Today’s Wall Street Journal reports that recreational drug users at parties and nightclubs increasingly use fentanyl test strips before engaging in drug use. Singer-songwriter Kalie Shorr, who has lost a sister and childhood friend to drug overdoses, keeps them with her in her purse and offers them to partiers and nightclub goers:
Just dissolve the cocaine in a small amount of water, she tells them. Then dip in the test strip, and wait a few minutes to see if one line (positive) or two lines (negative) appear. “You can put it up your nose if you feel so inclined,” she said. “But please do this.”
The article points out that, in many cases, when people use cocaine, MDMA (“ecstasy,” “molly”), or other non-opioid drugs obtained on the black market, the drugs are either counterfeit and/or contaminated with fentanyl.
While the Centers for Disease Control and Prevention and most public health agencies endorse distributing fentanyl test strips to people who use drugs, the practice is illegal in 42 states and the District of Columbia. As Sophia Heimowitz and I explain in a policy analysis we published last June and as I explain in a Cato Daily Podcast released earlier this week, every state except Alaska prohibits the possession, manufacture, sale, or distribution of drug paraphernalia.
The Food and Drug Administration approves fentanyl test strips for urine testing, and emergency rooms and urgent care facilities have used them for years when treating suspected drug overdose victims. Harm reduction advocates learned several years ago that drug users could use the test strips on the drugs they are about to consume and began handing them out to people. Testing the drug rather than the urine is using the device “off-label.”

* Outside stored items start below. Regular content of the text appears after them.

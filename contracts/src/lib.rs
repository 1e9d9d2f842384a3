//! Wire contract for the anonymous forum RPC service.
//!
//! This crate owns the protobuf messages and the `forum.Forum` service
//! plumbing shared by the server and any Rust client. Everything under
//! [`proto`] is generated from `proto/forum.proto` at build time; the
//! re-exports below are the names the rest of the workspace uses.

pub mod proto {
    //! Generated protobuf types and service definitions.
    #![allow(clippy::pedantic)]
    tonic::include_proto!("forum");
}

pub use proto::forum_client::ForumClient;
pub use proto::forum_server::{Forum, ForumServer, SERVICE_NAME};
pub use proto::{
    CreateTopicRequest, GetMessagesRequest, GetMessagesResponse, GetTopicRequest, GetTopicsRequest,
    GetTopicsResponse, Message, SendMessageRequest, Topic,
};

#[cfg(test)]
#[path = "lib_test.rs"]
mod tests;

State drug paraphernalia laws vary, as do their definitions of drug paraphernalia. For example, Arizona prohibits the possession, “with intent to use, drug paraphernalia to plant, propagate, cultivate, grow, harvest, manufacture, compound, convert, produce, process, prepare, test, analyze, pack, repack, store, contain, conceal, inject, ingest, inhale or otherwise introduce into the human body a drug in violation of this chapter.” Illinois law specifies as prohibited paraphernalia “testing equipment intended to be used unlawfully in a private home for identifying or in analyzing the strength, effectiveness, or purity of controlled substances.”
Forty-two states and the District of Columbia consider fentanyl test strips drug paraphernalia because drug users use them to test or analyze illicit drugs. Arizona removed fentanyl test strips from its list of forbidden paraphernalia in 2021. Tennessee did so in early 2022. And on January 3, 2023, fentanyl test strips became legal in Ohio.
The Wall Street Journal article states, “In 2021, fatal overdoses involving synthetic opioids increased 22% compared with the year prior.” If policymakers continue to wage war on drugs, we can expect this trend to continue. The best way to reduce overdose deaths and other harms from illicit drug use is to end drug prohibition and make the drugs legal and regulated, as when the U.S. repealed alcohol prohibition. Until that happens, states should emulate Alaska and repeal their drug paraphernalia laws, removing the barriers those laws place on harm reduction organizations working to save lives. At a minimum, state lawmakers should make it legal for people to distribute and use fentanyl test strips.